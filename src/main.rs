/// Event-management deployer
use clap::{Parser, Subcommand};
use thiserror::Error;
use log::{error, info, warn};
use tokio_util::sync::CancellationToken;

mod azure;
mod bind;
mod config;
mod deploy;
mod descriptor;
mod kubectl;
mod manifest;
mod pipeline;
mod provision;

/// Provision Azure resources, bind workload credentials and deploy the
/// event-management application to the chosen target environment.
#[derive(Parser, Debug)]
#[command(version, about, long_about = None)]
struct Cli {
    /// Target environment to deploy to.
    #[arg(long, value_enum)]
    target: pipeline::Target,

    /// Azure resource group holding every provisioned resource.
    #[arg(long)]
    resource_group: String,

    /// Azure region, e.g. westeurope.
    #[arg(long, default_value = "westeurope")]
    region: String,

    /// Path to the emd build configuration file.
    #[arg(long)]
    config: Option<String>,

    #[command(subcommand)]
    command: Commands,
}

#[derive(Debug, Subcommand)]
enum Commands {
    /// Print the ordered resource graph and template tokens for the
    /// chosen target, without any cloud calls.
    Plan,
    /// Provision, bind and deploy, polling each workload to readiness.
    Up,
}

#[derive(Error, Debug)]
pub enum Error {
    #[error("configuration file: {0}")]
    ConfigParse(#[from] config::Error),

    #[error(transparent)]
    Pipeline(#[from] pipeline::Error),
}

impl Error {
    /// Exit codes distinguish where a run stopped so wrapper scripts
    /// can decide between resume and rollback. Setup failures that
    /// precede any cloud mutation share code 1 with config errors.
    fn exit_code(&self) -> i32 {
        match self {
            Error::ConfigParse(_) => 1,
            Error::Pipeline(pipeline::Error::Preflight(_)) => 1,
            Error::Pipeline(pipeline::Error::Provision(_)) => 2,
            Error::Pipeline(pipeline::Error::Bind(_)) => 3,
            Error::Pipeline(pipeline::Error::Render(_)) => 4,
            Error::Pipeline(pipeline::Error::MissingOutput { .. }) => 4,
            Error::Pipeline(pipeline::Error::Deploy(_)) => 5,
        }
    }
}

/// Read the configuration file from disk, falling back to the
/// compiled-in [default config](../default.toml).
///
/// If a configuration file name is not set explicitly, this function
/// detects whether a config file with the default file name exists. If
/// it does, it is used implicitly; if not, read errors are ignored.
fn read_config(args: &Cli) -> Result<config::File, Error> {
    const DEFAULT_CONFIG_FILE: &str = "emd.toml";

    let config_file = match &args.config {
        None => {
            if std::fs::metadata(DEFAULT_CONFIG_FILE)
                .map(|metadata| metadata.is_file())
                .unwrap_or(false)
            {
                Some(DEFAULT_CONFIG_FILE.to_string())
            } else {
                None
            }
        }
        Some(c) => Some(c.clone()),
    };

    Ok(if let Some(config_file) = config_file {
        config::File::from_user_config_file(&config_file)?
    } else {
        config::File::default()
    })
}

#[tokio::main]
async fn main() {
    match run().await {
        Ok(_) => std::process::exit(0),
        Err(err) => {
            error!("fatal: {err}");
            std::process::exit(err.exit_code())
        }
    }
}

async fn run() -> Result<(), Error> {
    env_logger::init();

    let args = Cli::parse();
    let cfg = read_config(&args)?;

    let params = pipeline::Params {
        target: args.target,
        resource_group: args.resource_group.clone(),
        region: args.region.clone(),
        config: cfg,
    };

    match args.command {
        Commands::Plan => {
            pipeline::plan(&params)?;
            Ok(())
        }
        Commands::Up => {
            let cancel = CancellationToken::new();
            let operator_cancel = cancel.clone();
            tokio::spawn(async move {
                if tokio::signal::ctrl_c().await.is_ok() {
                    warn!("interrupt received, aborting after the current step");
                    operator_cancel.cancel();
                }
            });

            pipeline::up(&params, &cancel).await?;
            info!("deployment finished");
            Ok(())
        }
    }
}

> [What needs to be done] Give all the records again. Match them exactly.

> [Task response]
filename src/main.rs
/// Event-management deployer
use clap::{Parser, Subcommand};
use thiserror::Error;
use log::{error, info, warn};
use tokio_util::sync::CancellationToken;

mod azure;
mod bind;
mod config;
mod deploy;
mod descriptor;
mod kubectl;
mod manifest;
mod pipeline;
mod provision;

/// Provision Azure resources, bind workload credentials and deploy the
/// event-management application to the chosen target environment.
#[derive(Parser, Debug)]
#[command(version, about, long_about = None)]
struct Cli {
    /// Target environment to deploy to.
    #[arg(long, value_enum)]
    target: pipeline::Target,

    /// Azure resource group holding every provisioned resource.
    #[arg(long)]
    resource_group: String,

    /// Azure region, e.g. westeurope.
    #[arg(long, default_value = "westeurope")]
    region: String,

    /// Path to the emd build configuration file.
    #[arg(long)]
    config: Option<String>,

    #[command(subcommand)]
    command: Commands,
}

#[derive(Debug, Subcommand)]
enum Commands {
    /// Print the ordered resource graph and template tokens for the
    /// chosen target, without any cloud calls.
    Plan,
    /// Provision, bind and deploy, polling each workload to readiness.
    Up,
}

#[derive(Error, Debug)]
pub enum Error {
    #[error("configuration file: {0}")]
    ConfigParse(#[from] config::Error),

    #[error(transparent)]
    Pipeline(#[from] pipeline::Error),
}

impl Error {
    /// Exit codes distinguish where a run stopped so wrapper scripts
    /// can decide between resume and rollback. Setup failures that
    /// precede any cloud mutation share code 1 with config errors.
    fn exit_code(&self) -> i32 {
        match self {
            Error::ConfigParse(_) => 1,
            Error::Pipeline(pipeline::Error::Preflight(_)) => 1,
            Error::Pipeline(pipeline::Error::Provision(_)) => 2,
            Error::Pipeline(pipeline::Error::Bind(_)) => 3,
            Error::Pipeline(pipeline::Error::Render(_)) => 4,
            Error::Pipeline(pipeline::Error::MissingOutput { .. }) => 4,
            Error::Pipeline(pipeline::Error::Deploy(_)) => 5,
        }
    }
}

/// Read the configuration file from disk, falling back to the
/// compiled-in [default config](../default.toml).
///
/// If a configuration file name is not set explicitly, this function
/// detects whether a config file with the default file name exists. If
/// it does, it is used implicitly; if not, read errors are ignored.
fn read_config(args: &Cli) -> Result<config::File, Error> {
    const DEFAULT_CONFIG_FILE: &str = "emd.toml";

    let config_file = match &args.config {
        None => {
            if std::fs::metadata(DEFAULT_CONFIG_FILE)
                .map(|metadata| metadata.is_file())
                .unwrap_or(false)
            {
                Some(DEFAULT_CONFIG_FILE.to_string())
            } else {
                None
            }
        }
        Some(c) => Some(c.clone()),
    };

    Ok(if let Some(config_file) = config_file {
        config::File::from_user_config_file(&config_file)?
    } else {
        config::File::default()
    })
}

#[tokio::main]
async fn main() {
    match run().await {
        Ok(_) => std::process::exit(0),
        Err(err) => {
            error!("fatal: {err}");
            std::process::exit(err.exit_code())
        }
    }
}

async fn run() -> Result<(), Error> {
    env_logger::init();

    let args = Cli::parse();
    let cfg = read_config(&args)?;

    let params = pipeline::Params {
        target: args.target,
        resource_group: args.resource_group.clone(),
        region: args.region.clone(),
        config: cfg,
    };

    match args.command {
        Commands::Plan => {
            pipeline::plan(&params)?;
            Ok(())
        }
        Commands::Up => {
            let cancel = CancellationToken::new();
            let operator_cancel = cancel.clone();
            tokio::spawn(async move {
                if tokio::signal::ctrl_c().await.is_ok() {
                    warn!("interrupt received, aborting after the current step");
                    operator_cancel.cancel();
                }
            });

            pipeline::up(&params, &cancel).await?;
            info!("deployment finished");
            Ok(())
        }
    }
}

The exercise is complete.